▸ **What to work on**
For the word "SessionExpired", count the lines below that contain it. Give the number alone.

Records contained in a dataset:

=-=-=

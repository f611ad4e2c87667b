//! Authentication manager implementation.

use chrono::{Duration, Utc};
use jsonwebtoken::{DecodingKey, EncodingKey, Header, Validation, decode, encode};
use rand::Rng;
use sha2::{Digest, Sha256};
use std::sync::Arc;
use uuid::Uuid;

use super::{
    errors::{AuthError, AuthResult},
    mailer::Mailer,
    models::{AccessTokenClaims, SessionTokens, User, UserId},
};
use crate::db::{DEFAULT_QUERY_TIMEOUT, SessionRepository, StoreError, UserRepository, with_timeout};

/// Default magic link lifetime
pub const DEFAULT_MAGIC_LINK_TTL: std::time::Duration = std::time::Duration::from_secs(15 * 60);

const MAX_EMAIL_LEN: usize = 254;

/// Authentication manager
#[derive(Clone)]
pub struct AuthManager {
    users: Arc<dyn UserRepository>,
    sessions: Arc<dyn SessionRepository>,
    mailer: Arc<dyn Mailer>,
    jwt_secret: String,
    redirect_url: String,
    magic_link_ttl: Duration,
    access_token_duration: Duration,
    refresh_token_duration: Duration,
    timeout: std::time::Duration,
}

impl AuthManager {
    /// Create a new authentication manager
    ///
    /// # Arguments
    ///
    /// * `users` - User persistence
    /// * `sessions` - Magic link and refresh-token persistence
    /// * `mailer` - Link delivery
    /// * `jwt_secret` - Secret key for JWT signing
    /// * `redirect_url` - Page the emailed link points to; `token` is appended
    pub fn new(
        users: Arc<dyn UserRepository>,
        sessions: Arc<dyn SessionRepository>,
        mailer: Arc<dyn Mailer>,
        jwt_secret: String,
        redirect_url: String,
    ) -> Self {
        Self {
            users,
            sessions,
            mailer,
            jwt_secret,
            redirect_url,
            magic_link_ttl: Duration::minutes(15),
            access_token_duration: Duration::minutes(15),
            refresh_token_duration: Duration::days(7),
            timeout: DEFAULT_QUERY_TIMEOUT,
        }
    }

    /// How long an emailed link stays valid
    pub fn with_magic_link_ttl(mut self, ttl: std::time::Duration) -> Self {
        self.magic_link_ttl = Duration::from_std(ttl).unwrap_or(self.magic_link_ttl);
        self
    }

    /// Timeout applied to every store call
    pub fn with_timeout(mut self, timeout: std::time::Duration) -> Self {
        self.timeout = timeout;
        self
    }

    /// Email a single-use sign-in link
    ///
    /// # Errors
    ///
    /// * `AuthError::InvalidEmail` - Address malformed
    /// * `AuthError::DeliveryFailed` - Mailer could not send the link
    pub async fn sign_in_with_magic_link(&self, email: &str) -> AuthResult<()> {
        let email = normalize_email(email)?;

        let mut bytes = [0u8; 32];
        rand::rng().fill(&mut bytes);
        let token = hex::encode(bytes);
        let expires_at = Utc::now() + self.magic_link_ttl;

        with_timeout(
            self.timeout,
            self.sessions
                .store_magic_link(&hash_token(&token), &email, expires_at),
        )
        .await?;

        let link = self.link_for(&token);
        self.mailer.send_magic_link(&email, &link).await?;
        log::info!("Magic link issued for {}", email);
        Ok(())
    }

    fn link_for(&self, token: &str) -> String {
        let separator = if self.redirect_url.contains('?') {
            '&'
        } else {
            '?'
        };
        format!("{}{}token={}", self.redirect_url, separator, token)
    }

    /// Exchange a magic link token for a session
    ///
    /// Creates the user on first sign-in.
    ///
    /// # Errors
    ///
    /// * `AuthError::InvalidMagicLink` - Token unknown or already used
    /// * `AuthError::MagicLinkExpired` - Token past its expiry
    pub async fn verify_magic_link(&self, token: &str) -> AuthResult<SessionTokens> {
        let token = token.trim();
        if token.is_empty() {
            return Err(AuthError::InvalidMagicLink);
        }

        let link = with_timeout(
            self.timeout,
            self.sessions.consume_magic_link(&hash_token(token)),
        )
        .await?
        .ok_or(AuthError::InvalidMagicLink)?;
        if link.is_expired(Utc::now()) {
            return Err(AuthError::MagicLinkExpired);
        }

        let user = self.find_or_create_user(&link.email).await?;
        with_timeout(self.timeout, self.users.touch_last_sign_in(user.id)).await?;
        log::info!("User {} signed in", user.id);

        self.create_session(user).await
    }

    async fn find_or_create_user(&self, email: &str) -> AuthResult<User> {
        if let Some(user) =
            with_timeout(self.timeout, self.users.find_user_by_email(email)).await?
        {
            return Ok(user);
        }

        match with_timeout(self.timeout, self.users.create_user(email)).await {
            Ok(user) => Ok(user),
            // Lost a race with a concurrent first sign-in
            Err(StoreError::Conflict(_)) => {
                with_timeout(self.timeout, self.users.find_user_by_email(email))
                    .await?
                    .ok_or(AuthError::UserNotFound)
            }
            Err(e) => Err(e.into()),
        }
    }

    /// Create a new session with access and refresh tokens
    async fn create_session(&self, user: User) -> AuthResult<SessionTokens> {
        let access_token = self.generate_access_token(&user)?;
        let refresh_token = Uuid::new_v4().to_string();
        let expires_at = Utc::now() + self.refresh_token_duration;

        with_timeout(
            self.timeout,
            self.sessions
                .create_session(&refresh_token, user.id, expires_at),
        )
        .await?;

        Ok(SessionTokens {
            access_token,
            refresh_token,
            user,
        })
    }

    /// Refresh access token using refresh token; the old refresh token is revoked
    ///
    /// # Errors
    ///
    /// * `AuthError::InvalidRefreshToken` - Refresh token not found
    /// * `AuthError::SessionExpired` - Refresh token expired
    pub async fn refresh(&self, refresh_token: &str) -> AuthResult<SessionTokens> {
        let session = with_timeout(self.timeout, self.sessions.find_session(refresh_token))
            .await?
            .ok_or(AuthError::InvalidRefreshToken)?;

        if session.expires_at < Utc::now() {
            with_timeout(self.timeout, self.sessions.delete_session(refresh_token)).await?;
            return Err(AuthError::SessionExpired);
        }

        let user = self.get_user(session.user_id).await?;

        // Rotation
        with_timeout(self.timeout, self.sessions.delete_session(refresh_token)).await?;
        self.create_session(user).await
    }

    /// Sign out by deleting the refresh-token session; unknown tokens are ignored
    pub async fn sign_out(&self, refresh_token: &str) -> AuthResult<()> {
        let existed =
            with_timeout(self.timeout, self.sessions.delete_session(refresh_token)).await?;
        if existed {
            log::info!("Session signed out");
        }
        Ok(())
    }

    /// Verify an access token
    pub fn verify_access_token(&self, token: &str) -> AuthResult<AccessTokenClaims> {
        let token_data = decode::<AccessTokenClaims>(
            token,
            &DecodingKey::from_secret(self.jwt_secret.as_bytes()),
            &Validation::default(),
        )?;

        Ok(token_data.claims)
    }

    /// User behind an access token, or `None` when the token is invalid
    pub async fn get_current_user(&self, access_token: &str) -> AuthResult<Option<User>> {
        let claims = match self.verify_access_token(access_token) {
            Ok(claims) => claims,
            Err(AuthError::JwtError(_)) => return Ok(None),
            Err(e) => return Err(e),
        };
        Ok(with_timeout(self.timeout, self.users.find_user(claims.sub)).await?)
    }

    /// Get a user by ID
    pub async fn get_user(&self, user_id: UserId) -> AuthResult<User> {
        with_timeout(self.timeout, self.users.find_user(user_id))
            .await?
            .ok_or(AuthError::UserNotFound)
    }

    /// Generate JWT access token
    fn generate_access_token(&self, user: &User) -> AuthResult<String> {
        let now = Utc::now();
        let claims = AccessTokenClaims {
            sub: user.id,
            email: user.email.clone(),
            exp: (now + self.access_token_duration).timestamp(),
            iat: now.timestamp(),
        };

        let token = encode(
            &Header::default(),
            &claims,
            &EncodingKey::from_secret(self.jwt_secret.as_bytes()),
        )?;

        Ok(token)
    }
}

/// SHA-256 of a magic link token, hex encoded
fn hash_token(token: &str) -> String {
    hex::encode(Sha256::digest(token.as_bytes()))
}

/// Trim and lower-case an address, rejecting anything that is not `local@domain.tld`
pub fn normalize_email(email: &str) -> AuthResult<String> {
    let email = email.trim().to_lowercase();
    if email.is_empty() || email.len() > MAX_EMAIL_LEN || email.chars().any(char::is_whitespace) {
        return Err(AuthError::InvalidEmail);
    }

    let (local, domain) = email.split_once('@').ok_or(AuthError::InvalidEmail)?;
    let domain_ok = !domain.contains('@')
        && domain.contains('.')
        && !domain.starts_with('.')
        && !domain.ends_with('.');
    if local.is_empty() || !domain_ok {
        return Err(AuthError::InvalidEmail);
    }

    Ok(email)
}

#[cfg(test)]
mod tests {
    use super::*;
    use crate::auth::MemoryMailer;
    use crate::db::MemoryStore;

    const SECRET: &str = "test-secret-that-is-at-least-32-characters";

    fn setup(redirect: &str) -> (Arc<MemoryStore>, Arc<MemoryMailer>, AuthManager) {
        let store = Arc::new(MemoryStore::new());
        let mailer = Arc::new(MemoryMailer::new());
        let manager = AuthManager::new(
            store.clone(),
            store.clone(),
            mailer.clone(),
            SECRET.to_string(),
            redirect.to_string(),
        );
        (store, mailer, manager)
    }

    #[test]
    fn test_normalize_email() {
        assert_eq!(
            normalize_email("  Casey@Example.COM ").unwrap(),
            "casey@example.com"
        );
        for bad in ["", "casey", "@example.com", "casey@", "casey@example", "a b@c.de", "a@b@c.de"] {
            assert!(
                matches!(normalize_email(bad), Err(AuthError::InvalidEmail)),
                "{bad} should be rejected"
            );
        }
    }

    #[test]
    fn test_hash_token_is_hex_sha256() {
        let hash = hash_token("abc");
        assert_eq!(hash.len(), 64);
        assert_ne!(hash, "abc");
        assert_eq!(hash, hash_token("abc"));
    }

    #[tokio::test]
    async fn test_link_appends_token() {
        let (_store, mailer, manager) = setup("https://cup.test/auth/callback");
        manager
            .sign_in_with_magic_link("drew@example.com")
            .await
            .unwrap();
        let link = mailer.last_link_for("drew@example.com").unwrap();
        assert!(link.starts_with("https://cup.test/auth/callback?token="));

        let (_store, mailer, manager) = setup("https://cup.test/auth?next=/teams");
        manager
            .sign_in_with_magic_link("drew@example.com")
            .await
            .unwrap();
        let link = mailer.last_link_for("drew@example.com").unwrap();
        assert!(link.starts_with("https://cup.test/auth?next=/teams&token="));
    }

    #[tokio::test]
    async fn test_magic_link_round_trip() {
        let (_store, mailer, manager) = setup("https://cup.test/cb");
        manager
            .sign_in_with_magic_link("Quinn@Example.com")
            .await
            .unwrap();
        let token = mailer.last_token_for("quinn@example.com").unwrap();
        assert_eq!(token.len(), 64);

        let tokens = manager.verify_magic_link(&token).await.unwrap();
        assert_eq!(tokens.user.email, "quinn@example.com");

        let claims = manager.verify_access_token(&tokens.access_token).unwrap();
        assert_eq!(claims.sub, tokens.user.id);

        let current = manager
            .get_current_user(&tokens.access_token)
            .await
            .unwrap();
        assert_eq!(current.map(|u| u.id), Some(tokens.user.id));

        let err = manager.verify_magic_link(&token).await.unwrap_err();
        assert!(matches!(err, AuthError::InvalidMagicLink));
    }

    #[tokio::test]
    async fn test_second_sign_in_reuses_user() {
        let (_store, mailer, manager) = setup("https://cup.test/cb");
        let mut ids = Vec::new();
        for _ in 0..2 {
            manager
                .sign_in_with_magic_link("rae@example.com")
                .await
                .unwrap();
            let token = mailer.last_token_for("rae@example.com").unwrap();
            ids.push(manager.verify_magic_link(&token).await.unwrap().user.id);
        }
        assert_eq!(ids[0], ids[1]);
    }

    #[tokio::test]
    async fn test_expired_link_rejected() {
        let (_store, mailer, manager) = setup("https://cup.test/cb");
        let manager = manager.with_magic_link_ttl(std::time::Duration::ZERO);
        manager
            .sign_in_with_magic_link("sky@example.com")
            .await
            .unwrap();
        let token = mailer.last_token_for("sky@example.com").unwrap();

        let err = manager.verify_magic_link(&token).await.unwrap_err();
        assert!(matches!(err, AuthError::MagicLinkExpired));
    }

    #[tokio::test]
    async fn test_refresh_rotates_and_sign_out_is_idempotent() {
        let (_store, mailer, manager) = setup("https://cup.test/cb");
        manager
            .sign_in_with_magic_link("lee@example.com")
            .await
            .unwrap();
        let token = mailer.last_token_for("lee@example.com").unwrap();
        let first = manager.verify_magic_link(&token).await.unwrap();

        let second = manager.refresh(&first.refresh_token).await.unwrap();
        assert_ne!(first.refresh_token, second.refresh_token);

        let err = manager.refresh(&first.refresh_token).await.unwrap_err();
        assert!(matches!(err, AuthError::InvalidRefreshToken));

        manager.sign_out(&second.refresh_token).await.unwrap();
        manager.sign_out(&second.refresh_token).await.unwrap();
        assert!(matches!(
            manager.refresh(&second.refresh_token).await,
            Err(AuthError::InvalidRefreshToken)
        ));
    }

    #[tokio::test]
    async fn test_garbage_access_token_has_no_user() {
        let (_store, _mailer, manager) = setup("https://cup.test/cb");
        assert!(manager.get_current_user("not-a-jwt").await.unwrap().is_none());
    }
}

=-=-=

▸ **Response area**
2